Rendered Futures: Drawing Structure, an exhibition of architectural drawings, staged by Auckland craft and design gallery Objectspace, was well timed and thought scary. Opportune, as a result of, on this winter of generalised discontent, it confirmed some like to a career battling the implications for the development business of a recession that, for older architects, has surfaced (dangerous) reminiscences of the early Nineteen Nineties. And on level, too, in view of latest considerations concerning the implications of AI for design apply and careers, a disquiet fed by the accelerating tempo of technological improvement and the untrammelled ambition of AI firms. Dystopian predictions of human marginalisation abound.
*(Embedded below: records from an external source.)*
//! # API Route Modules
//!
//! - `crossings`: crossing lifecycle: create, list, register entry,
//!   upload documents, authorize exit.
//! - `documents`: document inspection, patch, deletion, anomaly reports.
//! - `anomalies`: administrator anomaly listing and deletion.
//! - `persons`: traveler registration and face search.
//! - `toll_offices`: border checkpoints.
//! - `required_documents`: entry-document links by country.
//! - `traffic`: road traffic between two countries.

pub mod anomalies;
pub mod crossings;
pub mod documents;
pub mod persons;
pub mod required_documents;
pub mod toll_offices;
pub mod traffic;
Are we heedlessly heading in direction of the purpose of no return? A chilling second, maybe, like that cinematically previewed almost 40 years in the past within the scene from 2001: A House Odyssey the place space-walking crewman Dave orders robotic HAL to open the rescue pod doorways for him: “I’m sorry, Dave. I can’t do that.”
The consciousness of AI and trepidation about AI consciousness are actually so pervasive that Rendered Futures, regardless of its forwardfocused title, may need been locked right into a backward-looking gaze. An exhibition that gathered greater than 70 works from the final 50 years — the oldest being David Mitchell’s 1975 pencil and pastel drawings for a home close to Auckland — was intrinsically retrospective, and will simply have been forged as a valediction: RIP the architectural sketch, that historic artefact of human company.
However curators Kim Paton, of Objectspace, and Micheal McCabe, of AUT, offered a unique and extra complicated account of the transition in structure from analog to digital design. Their exhibition — credit score must also go to researcher Lucy Treep and catalogue editor Victoria McAdam — means that, as tends to be the norm with technological development, change within the area of architectural drawing has been, up to now, a matter of and-and somewhat than eitheror. Thirty years after Andrew Barrie’s experiments with first-generation 3D wiremodelling software program, Pete Bossley and Nat Cheshire are hand sketching on tablets, David Hockney-style, and Dajiang Tai is portray watercolours that set up the atmospheric settings for the design of hospitality interiors.
Rendered Futures was a very good present to stroll round. As common, Stephen Brookbanks’ vitrines had been display-worthy objects in themselves, though the exhibition’s object-numbering system did take some deciphering. Whereas the architectural group was the core viewers, there have been, per Objectspace’s outreach intention, many entry factors for ‘lay’ guests. (A advantage of a survey present is that, likelihood is, there’ll be one thing for everybody.) Rendered Futures was understandably Auckland-centric however its span was vast and prolonged into the blurry borderland between structure and artwork. Displays from crossover territory included Russell Lowe’s 1995 pupil drawing, referencing the fantastical paper structure of Jean-Jacques Lequeu (1757–1826), and Raukura Turei’s drawn response to a 2010 revivalist staging of a Whare Tapere theatrical efficiency. From one other architectural frontier got here the pressing pragmatism of a drawing for a composting rest room despatched earlier this yr by Hatch Workshop (Hannah Broatch and Mason Rattray) to Palestinian farm staff.
Individuals admire freehand drawing expertise and, most likely, nonetheless count on architects to have them. That being the case, the exhibited sketch books of Pip Cheshire, Richard Harris and John Coop couldn’t have didn’t impress, and drawings by Icao Tiseli — illustrations marrying structure with oceanic and celestial cartography — would solely have served to please. Modern know-how additionally has standard enchantment and maybe the cutest of the Rendered Futures reveals had been the tablet-and-3D-glasses variations of the ‘cyberphysical’ holographic installations, created by Uwe Rieger and Yinan Liu on the College of Auckland’s arc/sec Lab.
Rendered Futures was additionally a very good present to consider. Ponderable matters embrace what is perhaps known as the ontological standing, in 2025, of the architectural drawing. How far does the time period stretch and, nevertheless drawing is outlined, what is perhaps its destiny within the impending age of Autonomous Programs? Will minds quickly meld with machines in a hands-free artistic course of? (Ninety years on, Walter Benjamin’s well-known essay, ‘The Work of Artwork within the Age of Mechanical Copy’, has extra resonance than ever.) Within the meantime, one message of Rendered Futures is that, whereas architects should draw for work, many are additionally compelled to attract for pleasure. It’s simply what they do.
John Walsh
Notice: Rendered Futures can be exhibited in Christchurch, on the Sir Miles Warren Gallery, from 27 September to 2 November 2025.
Rendered Futures: Drawing structure is offered by Objectspace’s strategic associate ECC and supported by The Warren Belief. Color associate: Resene and product associate: Laminex.